Return exactly the lines that run from the one with "self.emit(RegistryEvent::Removed(id));" to the last line of the entries below, both included, and nothing else.

(Items listed in a dataset)
■ ■ ■ ■

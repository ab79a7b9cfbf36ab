use anyhow::{Context, Result};
use std::fmt;
use std::io::Write;
use std::path::{Path, PathBuf};
use tempfile::TempPath;

use crate::error::StudioError;

pub const MEDIA_PREFIX: &str = "pinn-clip-";

/// Directory where downloaded clips live for the current session.
#[derive(Debug, Clone)]
pub struct MediaStore {
    dir: PathBuf,
}

impl MediaStore {
    pub fn new<P: AsRef<Path>>(dir: P) -> Self {
        Self {
            dir: dir.as_ref().to_path_buf(),
        }
    }

    pub fn dir(&self) -> &Path {
        &self.dir
    }

    /// Writes downloaded bytes to a fresh session file.
    pub fn materialize(&self, bytes: &[u8]) -> Result<VideoHandle, StudioError> {
        self.write_clip(bytes)
            .map_err(|e| StudioError::Remote(format!("Failed to store video file: {e:#}")))
    }

    fn write_clip(&self, bytes: &[u8]) -> Result<VideoHandle> {
        std::fs::create_dir_all(&self.dir)
            .with_context(|| format!("Failed to create dir {}", self.dir.display()))?;
        let mut file = tempfile::Builder::new()
            .prefix(MEDIA_PREFIX)
            .suffix(".mp4")
            .tempfile_in(&self.dir)
            .context("Failed to create media file")?;
        file.write_all(bytes).context("Failed to write media file")?;
        file.flush().context("Failed to flush media file")?;

        Ok(VideoHandle {
            path: file.into_temp_path(),
            size: bytes.len() as u64,
        })
    }
}

/// A rendered clip on local disk. The file is deleted when the handle is
/// dropped, so a job that is re-rendered or removed releases its video.
pub struct VideoHandle {
    path: TempPath,
    size: u64,
}

impl VideoHandle {
    pub fn path(&self) -> &Path {
        &self.path
    }

    pub fn size(&self) -> u64 {
        self.size
    }

    /// Copies the clip to `dest`, creating parent directories.
    pub fn export<P: AsRef<Path>>(&self, dest: P) -> Result<PathBuf> {
        let dest = dest.as_ref();
        if let Some(parent) = dest.parent() {
            if !parent.as_os_str().is_empty() {
                std::fs::create_dir_all(parent)
                    .with_context(|| format!("Failed to create dir {}", parent.display()))?;
            }
        }
        std::fs::copy(self.path(), dest)
            .with_context(|| format!("Failed to export video to {}", dest.display()))?;
        Ok(dest.to_path_buf())
    }
}

impl fmt::Debug for VideoHandle {
    fn fmt(&self, f: &mut fmt::Formatter<'_>) -> fmt::Result {
        f.debug_struct("VideoHandle")
            .field("path", &self.path())
            .field("size", &self.size)
            .finish()
    }
}

/// File name used when a scene's video is downloaded.
pub fn export_file_name(scene_number: usize) -> String {
    format!("scene_{}.mp4", scene_number)
}
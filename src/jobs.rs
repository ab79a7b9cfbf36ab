use chrono::{DateTime, Utc};
use crossbeam::channel::{self, Receiver, Sender};
use std::fmt;
use std::sync::Arc;
use uuid::Uuid;

use crate::media::VideoHandle;

pub const MAX_JOBS: usize = 10;

#[derive(Debug, Clone, Copy, PartialEq, Eq, Hash)]
pub struct JobId(Uuid);

impl JobId {
    pub fn new() -> Self {
        Self(Uuid::new_v4())
    }
}

impl Default for JobId {
    fn default() -> Self {
        Self::new()
    }
}

impl fmt::Display for JobId {
    fn fmt(&self, f: &mut fmt::Formatter<'_>) -> fmt::Result {
        fmt::Display::fmt(&self.0, f)
    }
}

#[derive(Debug, Clone, Copy, PartialEq, Eq)]
pub enum JobStatus {
    Idle,
    Generating,
    Success,
    Error,
}

impl JobStatus {
    pub fn as_str(&self) -> &'static str {
        match self {
            JobStatus::Idle => "idle",
            JobStatus::Generating => "generating",
            JobStatus::Success => "success",
            JobStatus::Error => "error",
        }
    }
}

impl fmt::Display for JobStatus {
    fn fmt(&self, f: &mut fmt::Formatter<'_>) -> fmt::Result {
        f.write_str(self.as_str())
    }
}

/// Lifecycle of a job. The video exists only in `Success` and the message
/// only in `Error`.
#[derive(Debug, Clone, Default)]
pub enum JobState {
    #[default]
    Idle,
    Generating,
    Success(Arc<VideoHandle>),
    Error(String),
}

#[derive(Debug, Clone)]
pub struct VideoJob {
    pub id: JobId,
    pub prompt: String,
    pub state: JobState,
    pub created_at: DateTime<Utc>,
}

impl VideoJob {
    pub fn new(prompt: impl Into<String>) -> Self {
        Self {
            id: JobId::new(),
            prompt: prompt.into(),
            state: JobState::Idle,
            created_at: Utc::now(),
        }
    }

    pub fn status(&self) -> JobStatus {
        match self.state {
            JobState::Idle => JobStatus::Idle,
            JobState::Generating => JobStatus::Generating,
            JobState::Success(_) => JobStatus::Success,
            JobState::Error(_) => JobStatus::Error,
        }
    }

    pub fn video(&self) -> Option<&Arc<VideoHandle>> {
        match &self.state {
            JobState::Success(video) => Some(video),
            _ => None,
        }
    }

    pub fn error(&self) -> Option<&str> {
        match &self.state {
            JobState::Error(message) => Some(message),
            _ => None,
        }
    }
}

/// Partial update; `None` fields are left untouched.
#[derive(Debug, Clone, Default)]
pub struct JobPatch {
    pub prompt: Option<String>,
    pub state: Option<JobState>,
}

impl JobPatch {
    pub fn prompt(prompt: impl Into<String>) -> Self {
        Self {
            prompt: Some(prompt.into()),
            state: None,
        }
    }

    pub fn state(state: JobState) -> Self {
        Self {
            prompt: None,
            state: Some(state),
        }
    }
}

#[derive(Debug, Clone)]
pub enum RegistryEvent {
    Added(VideoJob),
    Updated(VideoJob),
    Removed(JobId),
    Replaced(Vec<VideoJob>),
}

/// Ordered set of at most [`MAX_JOBS`] jobs. All mutation goes through its
/// methods, and each one is announced to subscribers.
#[derive(Default)]
pub struct JobRegistry {
    jobs: Vec<VideoJob>,
    subscribers: Vec<Sender<RegistryEvent>>,
}

impl JobRegistry {
    pub fn new() -> Self {
        Self::default()
    }

    pub fn subscribe(&mut self) -> Receiver<RegistryEvent> {
        let (tx, rx) = channel::unbounded();
        self.subscribers.push(tx);
        rx
    }

    pub fn jobs(&self) -> &[VideoJob] {
        &self.jobs
    }

    pub fn get(&self, id: JobId) -> Option<&VideoJob> {
        self.jobs.iter().find(|job| job.id == id)
    }

    /// 1-based position of a job, as shown to users ("Scene 3").
    pub fn scene_number(&self, id: JobId) -> Option<usize> {
        self.jobs.iter().position(|job| job.id == id).map(|i| i + 1)
    }

    pub fn len(&self) -> usize {
        self.jobs.len()
    }

    pub fn is_empty(&self) -> bool {
        self.jobs.is_empty()
    }

    pub fn is_full(&self) -> bool {
        self.jobs.len() >= MAX_JOBS
    }

    pub fn remaining(&self) -> usize {
        MAX_JOBS.saturating_sub(self.jobs.len())
    }

    /// Adds an idle job with an empty prompt. Returns `None` at capacity.
    pub fn add(&mut self) -> Option<JobId> {
        self.add_with_prompt("")
    }

    pub fn add_with_prompt(&mut self, prompt: impl Into<String>) -> Option<JobId> {
        if self.is_full() {
            return None;
        }
        let job = VideoJob::new(prompt);
        let id = job.id;
        self.jobs.push(job.clone());
        self.emit(RegistryEvent::Added(job));
        Some(id)
    }

    /// Replaces every job with fresh idle jobs, one per prompt.
    pub fn replace_all<I, S>(&mut self, prompts: I) -> Vec<JobId>
    where
        I: IntoIterator<Item = S>,
        S: Into<String>,
    {
        self.jobs = prompts
            .into_iter()
            .take(MAX_JOBS)
            .map(VideoJob::new)
            .collect();
        let snapshot = self.jobs.clone();
        self.emit(RegistryEvent::Replaced(snapshot));
        self.jobs.iter().map(|job| job.id).collect()
    }

    pub fn remove(&mut self, id: JobId) -> Option<VideoJob> {
        let index = self.jobs.iter().position(|job| job.id == id)?;
        let job = self.jobs.remove(index);
        self.emit(RegistryEvent::Removed(id));
        Some(job)
    }

    /// Merges `patch` into the job. Returns `false` for an unknown id.
    pub fn update(&mut self, id: JobId, patch: JobPatch) -> bool {
        let Some(job) = self.jobs.iter_mut().find(|job| job.id == id) else {
            return false;
        };
        if let Some(prompt) = patch.prompt {
            job.prompt = prompt;
        }
        if let Some(state) = patch.state {
            job.state = state;
        }
        let snapshot = job.clone();
        self.emit(RegistryEvent::Updated(snapshot));
        true
    }

    pub fn set_prompt(&mut self, id: JobId, prompt: impl Into<String>) -> bool {
        self.update(id, JobPatch::prompt(prompt))
    }

    fn emit(&mut self, event: RegistryEvent) {
        self.subscribers.retain(|tx| tx.send(event.clone()).is_ok());
    }
}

■ ■ ■ ■

## Solution
        self.emit(RegistryEvent::Removed(id));
        Some(job)
    }

    /// Merges `patch` into the job. Returns `false` for an unknown id.
    pub fn update(&mut self, id: JobId, patch: JobPatch) -> bool {
        let Some(job) = self.jobs.iter_mut().find(|job| job.id == id) else {
            return false;
        };
        if let Some(prompt) = patch.prompt {
            job.prompt = prompt;
        }
        if let Some(state) = patch.state {
            job.state = state;
        }
        let snapshot = job.clone();
        self.emit(RegistryEvent::Updated(snapshot));
        true
    }

    pub fn set_prompt(&mut self, id: JobId, prompt: impl Into<String>) -> bool {
        self.update(id, JobPatch::prompt(prompt))
    }

    fn emit(&mut self, event: RegistryEvent) {
        self.subscribers.retain(|tx| tx.send(event.clone()).is_ok());
    }
}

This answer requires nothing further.